Radiomic feature calculation

A total of 458 radiomic features, belonging to ten feature groups, were extracted using the RaCaT tool [20] (version 1.19) as per the Imaging Biomarker Standardisation Initiative (IBSI) guidelines [21]. (Table 1 shows the feature groups with the number of radiomic features per group.) Morphological features were excluded from the analysis, as they only depend on the segmentation and not on the image quality of the PET data. All the remaining features are listed in Additional file 1: Table S5. Before radiomic feature calculation, the images were converted from Bq/ml to SUV by normalisation using the whole-body weight. This continuous SUV intensity scale was then discretised using a fixed bin width (FBW) of 0.25 SUV for calculating the texture features. FBW discretisation has been found to give more repeatable radiomic features than the alternative method of fixed bin number (FBN) [12]. Textural features were calculated with an isotropic voxel size of 2 mm, using resampling and linear interpolation of the images and VOIs as recommended [13]. A 26-connected neighbourhood in 3D and an 8-connected neighbourhood in 2D were used to analyse the distribution of voxels, with the neighbourhood consisting of voxels within Chebyshev distance of 1.

Table 1 Radiomic feature groups with the number of robust (excellent ICC and SDM) features in S50p and S25p images

Analysis of radiomic features

All subsequent data analysis was performed using Python (version 3.7.6). Analysis of precision and noise-induced bias were performed separately for tumour and BG VOI.
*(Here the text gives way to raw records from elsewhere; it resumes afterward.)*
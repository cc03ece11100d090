//! Drive the interview turn engine offline against a mocked service,
//! showing follow-up insertion and the degraded report fallback.

use jobprep_pipeline::{ArtifactStoreExt, InterviewEngine, InterviewPhase, SessionStore, StaticCapture};
use jobprep_sdk::{
    jobprep_sdk_test::MockBackend, BackendError, FollowUpQuestion, InterviewQuestion, NextAction,
    TurnFeedback, TurnOutcome,
};
use std::sync::Arc;

fn outcome(question: &str, next_action: NextAction) -> TurnOutcome {
    TurnOutcome {
        feedback: TurnFeedback {
            question: question.to_string(),
            transcript: "(transcribed answer)".to_string(),
            evaluation: "Good structure, could use a concrete example.".to_string(),
        },
        next_action,
    }
}

#[tokio::main]
async fn main() {
    let backend = Arc::new(MockBackend::new());
    backend
        .enqueue_interact(Ok(outcome(
            "intro",
            NextAction::AskFollowUp {
                question: FollowUpQuestion {
                    text: "Which of those projects are you proudest of?".to_string(),
                },
            },
        )))
        .enqueue_interact(Ok(outcome("follow-up", NextAction::ProceedToNext)))
        .enqueue_interact(Ok(outcome("question 1", NextAction::ProceedToNext)))
        // The report service is down; the engine falls back to the cached
        // per-turn feedback.
        .enqueue_end(Err(BackendError::Service(
            "report generation failed".to_string(),
        )));

    let store = Arc::new(SessionStore::new());
    store
        .put_questions(&[InterviewQuestion::new(
            "Walk me through your most recent project.",
        )])
        .unwrap();

    let capture = Arc::new(StaticCapture::new(b"canned pcm audio".to_vec()));
    let mut engine = InterviewEngine::builder(backend, capture, store).build();

    engine.start().unwrap();
    while engine.phase() != InterviewPhase::Concluded {
        println!("Q: {}", engine.current_question().unwrap());
        engine.begin_recording().unwrap();
        engine.end_recording().await.unwrap();
    }

    let report = engine.report().unwrap();
    println!("\noverall: {}", report.overall_score);
    println!("{}", report.summary);
    for turn in &report.detailed_feedback {
        println!("  {} -> {}", turn.question, turn.evaluation);
    }
}
use jobprep_sdk::{HttpBackend, HttpBackendOptions};

pub fn get_backend() -> HttpBackend {
    HttpBackend::new(HttpBackendOptions {
        base_url: std::env::var("JOBPREP_BASE_URL")
            .expect("JOBPREP_BASE_URL environment variable must be set"),
        ..Default::default()
    })
}
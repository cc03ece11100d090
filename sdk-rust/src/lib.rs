mod backend;
mod client_utils;
mod encoding;
mod errors;
mod http;
pub mod jobprep_sdk_test;
mod types;

pub use backend::AnalysisBackend;
pub use encoding::{data_url_payload, from_base64, to_base64};
pub use errors::*;
pub use http::{HttpBackend, HttpBackendOptions};
pub use types::*;
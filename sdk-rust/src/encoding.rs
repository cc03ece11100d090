use base64::Engine as _;

use crate::errors::{BackendError, BackendResult};

/// Encode raw bytes for transport.
#[must_use]
pub fn to_base64(bytes: &[u8]) -> String {
    base64::engine::general_purpose::STANDARD.encode(bytes)
}

/// Decode a base64 payload back into bytes.
pub fn from_base64(b64: &str) -> BackendResult<Vec<u8>> {
    base64::engine::general_purpose::STANDARD
        .decode(b64)
        .map_err(|e| BackendError::InvalidInput(format!("failed to decode base64: {e}")))
}

/// Strip the `data:<mime>;base64,` prefix from a data URL and return the
/// bare payload. Returns `None` when there is no payload after the comma.
#[must_use]
pub fn data_url_payload(data_url: &str) -> Option<&str> {
    let (_, payload) = data_url.split_once(',')?;
    if payload.is_empty() {
        None
    } else {
        Some(payload)
    }
}

#[cfg(test)]
mod tests {
    use super::*;

    #[test]
    fn base64_round_trip() {
        let bytes = b"resume bytes \x00\x01\x02";
        let encoded = to_base64(bytes);
        assert_eq!(from_base64(&encoded).unwrap(), bytes);
    }

    #[test]
    fn data_url_payload_strips_prefix() {
        assert_eq!(
            data_url_payload("data:image/png;base64,aGVsbG8="),
            Some("aGVsbG8=")
        );
    }

    #[test]
    fn data_url_payload_rejects_empty() {
        assert_eq!(data_url_payload("data:image/png;base64,"), None);
        assert_eq!(data_url_payload("no comma here"), None);
    }
}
A different number of tumour lesions per patient might cause a bias in the calculations of precision and accuracy metrics. Therefore, a subsampling technique based on random sampling without replacement was used with 100 iterations, where the same tumour sample cannot be drawn more than once at each iteration, and a maximum of three tumour lesions were drawn per patient at each iteration. This procedure was performed to avoid data imbalance during the assessment of the variability metrics. For the final metric, the mean and standard deviation (SD) of the metrics from all iterations was calculated along with the 95% confidence intervals (CI) using the percentile method.

Analysis of precision

The precision of the radiomic features was analysed using the intraclass correlation coefficient (ICC). A two-way mixed-effects model was used to evaluate the absolute agreement between the radiomic features derived from the statistically independent count-reduced images. The ICC estimates were calculated using the R package: irr [22] (version 0.84.1) and the rpy2 package [23] (version 2.9.4) as the Python interface.

Based on the mean ICC values after subsampling, the radiomic features were categorised as having poor (ICC < 0.5), moderate (0.5 ≤ ICC < 0.75), good (0.75 ≤ ICC < 0.9), or excellent (ICC ≥ 0.9) precision.

To study the effect of noise on radiomic feature performance, the percentage of features belonging to each of the four categories was calculated per feature group and in total for S50p and S25p images.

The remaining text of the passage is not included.